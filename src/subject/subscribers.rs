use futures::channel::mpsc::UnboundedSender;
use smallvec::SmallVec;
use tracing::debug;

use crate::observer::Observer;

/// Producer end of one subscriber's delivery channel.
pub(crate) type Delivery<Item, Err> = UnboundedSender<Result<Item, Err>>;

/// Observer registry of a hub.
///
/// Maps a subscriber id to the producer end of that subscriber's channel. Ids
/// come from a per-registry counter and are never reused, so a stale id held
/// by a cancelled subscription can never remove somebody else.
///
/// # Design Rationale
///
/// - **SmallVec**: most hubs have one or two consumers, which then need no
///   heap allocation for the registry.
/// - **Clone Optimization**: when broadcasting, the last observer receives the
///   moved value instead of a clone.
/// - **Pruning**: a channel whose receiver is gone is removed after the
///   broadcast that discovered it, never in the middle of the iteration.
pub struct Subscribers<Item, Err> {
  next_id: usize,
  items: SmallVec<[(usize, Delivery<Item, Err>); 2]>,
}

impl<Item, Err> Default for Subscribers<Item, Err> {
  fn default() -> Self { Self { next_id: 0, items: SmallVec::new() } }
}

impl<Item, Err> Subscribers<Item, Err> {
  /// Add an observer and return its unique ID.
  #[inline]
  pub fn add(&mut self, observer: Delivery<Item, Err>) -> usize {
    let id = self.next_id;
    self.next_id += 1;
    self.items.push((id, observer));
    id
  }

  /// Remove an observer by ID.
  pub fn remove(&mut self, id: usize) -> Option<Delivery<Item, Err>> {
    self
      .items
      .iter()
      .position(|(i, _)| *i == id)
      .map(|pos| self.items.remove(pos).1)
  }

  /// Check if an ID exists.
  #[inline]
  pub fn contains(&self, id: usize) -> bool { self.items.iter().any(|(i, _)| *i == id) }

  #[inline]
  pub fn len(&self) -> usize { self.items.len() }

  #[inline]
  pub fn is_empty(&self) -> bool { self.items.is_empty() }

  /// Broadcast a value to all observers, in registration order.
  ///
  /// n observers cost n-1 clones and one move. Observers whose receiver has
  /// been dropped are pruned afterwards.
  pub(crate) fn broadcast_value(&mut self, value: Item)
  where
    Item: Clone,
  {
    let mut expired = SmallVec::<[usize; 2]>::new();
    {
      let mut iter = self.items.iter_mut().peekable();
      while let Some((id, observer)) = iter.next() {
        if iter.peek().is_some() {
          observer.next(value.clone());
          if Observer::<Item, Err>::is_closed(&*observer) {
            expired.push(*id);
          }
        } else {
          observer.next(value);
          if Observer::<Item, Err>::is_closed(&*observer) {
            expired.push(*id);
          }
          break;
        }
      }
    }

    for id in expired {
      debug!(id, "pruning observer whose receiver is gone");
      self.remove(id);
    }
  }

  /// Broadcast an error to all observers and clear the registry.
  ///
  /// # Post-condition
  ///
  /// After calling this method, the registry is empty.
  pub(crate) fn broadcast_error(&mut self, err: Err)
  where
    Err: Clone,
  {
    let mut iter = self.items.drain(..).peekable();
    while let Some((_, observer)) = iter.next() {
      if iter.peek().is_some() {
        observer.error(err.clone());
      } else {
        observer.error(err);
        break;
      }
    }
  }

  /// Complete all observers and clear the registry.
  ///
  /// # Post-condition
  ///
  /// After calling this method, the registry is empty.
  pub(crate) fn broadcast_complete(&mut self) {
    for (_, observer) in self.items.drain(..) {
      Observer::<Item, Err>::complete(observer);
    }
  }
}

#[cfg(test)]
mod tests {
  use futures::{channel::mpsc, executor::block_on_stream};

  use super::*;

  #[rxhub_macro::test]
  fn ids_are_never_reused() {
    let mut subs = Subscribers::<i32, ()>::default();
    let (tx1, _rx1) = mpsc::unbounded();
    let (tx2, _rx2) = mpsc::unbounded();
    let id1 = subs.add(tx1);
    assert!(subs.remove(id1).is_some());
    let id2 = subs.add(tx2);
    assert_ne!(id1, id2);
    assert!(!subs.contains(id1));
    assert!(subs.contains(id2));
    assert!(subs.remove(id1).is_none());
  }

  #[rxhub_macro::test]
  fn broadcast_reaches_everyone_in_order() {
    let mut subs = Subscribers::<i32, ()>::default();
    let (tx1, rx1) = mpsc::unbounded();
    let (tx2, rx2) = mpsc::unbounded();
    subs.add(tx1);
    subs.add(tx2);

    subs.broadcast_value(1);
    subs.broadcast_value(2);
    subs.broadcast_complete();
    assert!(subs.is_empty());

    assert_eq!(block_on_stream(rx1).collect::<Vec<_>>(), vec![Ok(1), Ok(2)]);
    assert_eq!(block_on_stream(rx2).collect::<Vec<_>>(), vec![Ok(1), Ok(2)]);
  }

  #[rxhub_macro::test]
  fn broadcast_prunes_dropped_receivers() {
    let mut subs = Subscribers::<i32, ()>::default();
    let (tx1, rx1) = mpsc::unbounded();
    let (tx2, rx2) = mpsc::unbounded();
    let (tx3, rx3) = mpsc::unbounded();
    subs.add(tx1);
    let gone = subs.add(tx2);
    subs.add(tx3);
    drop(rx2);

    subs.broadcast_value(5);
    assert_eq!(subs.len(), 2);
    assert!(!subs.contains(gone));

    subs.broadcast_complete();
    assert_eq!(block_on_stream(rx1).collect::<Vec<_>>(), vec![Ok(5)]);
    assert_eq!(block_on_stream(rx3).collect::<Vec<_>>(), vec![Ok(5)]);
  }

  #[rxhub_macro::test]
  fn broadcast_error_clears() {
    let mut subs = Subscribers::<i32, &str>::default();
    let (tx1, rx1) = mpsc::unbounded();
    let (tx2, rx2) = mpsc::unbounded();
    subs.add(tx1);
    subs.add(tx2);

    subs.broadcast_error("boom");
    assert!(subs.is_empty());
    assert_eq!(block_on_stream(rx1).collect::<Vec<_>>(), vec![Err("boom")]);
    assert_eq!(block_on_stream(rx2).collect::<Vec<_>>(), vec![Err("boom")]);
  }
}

* * * * * * *

§ **What is being asked**
Set down all of the data above again, exactly.

§ **Exercise solution**
filename src/subject/subscribers.rs
use futures::channel::mpsc::UnboundedSender;
use smallvec::SmallVec;
use tracing::debug;

use crate::observer::Observer;

/// Producer end of one subscriber's delivery channel.
pub(crate) type Delivery<Item, Err> = UnboundedSender<Result<Item, Err>>;

/// Observer registry of a hub.
///
/// Maps a subscriber id to the producer end of that subscriber's channel. Ids
/// come from a per-registry counter and are never reused, so a stale id held
/// by a cancelled subscription can never remove somebody else.
///
/// # Design Rationale
///
/// - **SmallVec**: most hubs have one or two consumers, which then need no
///   heap allocation for the registry.
/// - **Clone Optimization**: when broadcasting, the last observer receives the
///   moved value instead of a clone.
/// - **Pruning**: a channel whose receiver is gone is removed after the
///   broadcast that discovered it, never in the middle of the iteration.
pub struct Subscribers<Item, Err> {
  next_id: usize,
  items: SmallVec<[(usize, Delivery<Item, Err>); 2]>,
}

impl<Item, Err> Default for Subscribers<Item, Err> {
  fn default() -> Self { Self { next_id: 0, items: SmallVec::new() } }
}

impl<Item, Err> Subscribers<Item, Err> {
  /// Add an observer and return its unique ID.
  #[inline]
  pub fn add(&mut self, observer: Delivery<Item, Err>) -> usize {
    let id = self.next_id;
    self.next_id += 1;
    self.items.push((id, observer));
    id
  }

  /// Remove an observer by ID.
  pub fn remove(&mut self, id: usize) -> Option<Delivery<Item, Err>> {
    self
      .items
      .iter()
      .position(|(i, _)| *i == id)
      .map(|pos| self.items.remove(pos).1)
  }

  /// Check if an ID exists.
  #[inline]
  pub fn contains(&self, id: usize) -> bool { self.items.iter().any(|(i, _)| *i == id) }

  #[inline]
  pub fn len(&self) -> usize { self.items.len() }

  #[inline]
  pub fn is_empty(&self) -> bool { self.items.is_empty() }

  /// Broadcast a value to all observers, in registration order.
  ///
  /// n observers cost n-1 clones and one move. Observers whose receiver has
  /// been dropped are pruned afterwards.
  pub(crate) fn broadcast_value(&mut self, value: Item)
  where
    Item: Clone,
  {
    let mut expired = SmallVec::<[usize; 2]>::new();
    {
      let mut iter = self.items.iter_mut().peekable();
      while let Some((id, observer)) = iter.next() {
        if iter.peek().is_some() {
          observer.next(value.clone());
          if Observer::<Item, Err>::is_closed(&*observer) {
            expired.push(*id);
          }
        } else {
          observer.next(value);
          if Observer::<Item, Err>::is_closed(&*observer) {
            expired.push(*id);
          }
          break;
        }
      }
    }

    for id in expired {
      debug!(id, "pruning observer whose receiver is gone");
      self.remove(id);
    }
  }

  /// Broadcast an error to all observers and clear the registry.
  ///
  /// # Post-condition
  ///
  /// After calling this method, the registry is empty.
  pub(crate) fn broadcast_error(&mut self, err: Err)
  where
    Err: Clone,
  {
    let mut iter = self.items.drain(..).peekable();
    while let Some((_, observer)) = iter.next() {
      if iter.peek().is_some() {
        observer.error(err.clone());
      } else {
        observer.error(err);
        break;
      }
    }
  }

  /// Complete all observers and clear the registry.
  ///
  /// # Post-condition
  ///
  /// After calling this method, the registry is empty.
  pub(crate) fn broadcast_complete(&mut self) {
    for (_, observer) in self.items.drain(..) {
      Observer::<Item, Err>::complete(observer);
    }
  }
}

#[cfg(test)]
mod tests {
  use futures::{channel::mpsc, executor::block_on_stream};

  use super::*;

  #[rxhub_macro::test]
  fn ids_are_never_reused() {
    let mut subs = Subscribers::<i32, ()>::default();
    let (tx1, _rx1) = mpsc::unbounded();
    let (tx2, _rx2) = mpsc::unbounded();
    let id1 = subs.add(tx1);
    assert!(subs.remove(id1).is_some());
    let id2 = subs.add(tx2);
    assert_ne!(id1, id2);
    assert!(!subs.contains(id1));
    assert!(subs.contains(id2));
    assert!(subs.remove(id1).is_none());
  }

  #[rxhub_macro::test]
  fn broadcast_reaches_everyone_in_order() {
    let mut subs = Subscribers::<i32, ()>::default();
    let (tx1, rx1) = mpsc::unbounded();
    let (tx2, rx2) = mpsc::unbounded();
    subs.add(tx1);
    subs.add(tx2);

    subs.broadcast_value(1);
    subs.broadcast_value(2);
    subs.broadcast_complete();
    assert!(subs.is_empty());

    assert_eq!(block_on_stream(rx1).collect::<Vec<_>>(), vec![Ok(1), Ok(2)]);
    assert_eq!(block_on_stream(rx2).collect::<Vec<_>>(), vec![Ok(1), Ok(2)]);
  }

  #[rxhub_macro::test]
  fn broadcast_prunes_dropped_receivers() {
    let mut subs = Subscribers::<i32, ()>::default();
    let (tx1, rx1) = mpsc::unbounded();
    let (tx2, rx2) = mpsc::unbounded();
    let (tx3, rx3) = mpsc::unbounded();
    subs.add(tx1);
    let gone = subs.add(tx2);
    subs.add(tx3);
    drop(rx2);

    subs.broadcast_value(5);
    assert_eq!(subs.len(), 2);
    assert!(!subs.contains(gone));

    subs.broadcast_complete();
    assert_eq!(block_on_stream(rx1).collect::<Vec<_>>(), vec![Ok(5)]);
    assert_eq!(block_on_stream(rx3).collect::<Vec<_>>(), vec![Ok(5)]);
  }

  #[rxhub_macro::test]
  fn broadcast_error_clears() {
    let mut subs = Subscribers::<i32, &str>::default();
    let (tx1, rx1) = mpsc::unbounded();
    let (tx2, rx2) = mpsc::unbounded();
    subs.add(tx1);
    subs.add(tx2);

    subs.broadcast_error("boom");
    assert!(subs.is_empty());
    assert_eq!(block_on_stream(rx1).collect::<Vec<_>>(), vec![Err("boom")]);
    assert_eq!(block_on_stream(rx2).collect::<Vec<_>>(), vec![Err("boom")]);
  }
}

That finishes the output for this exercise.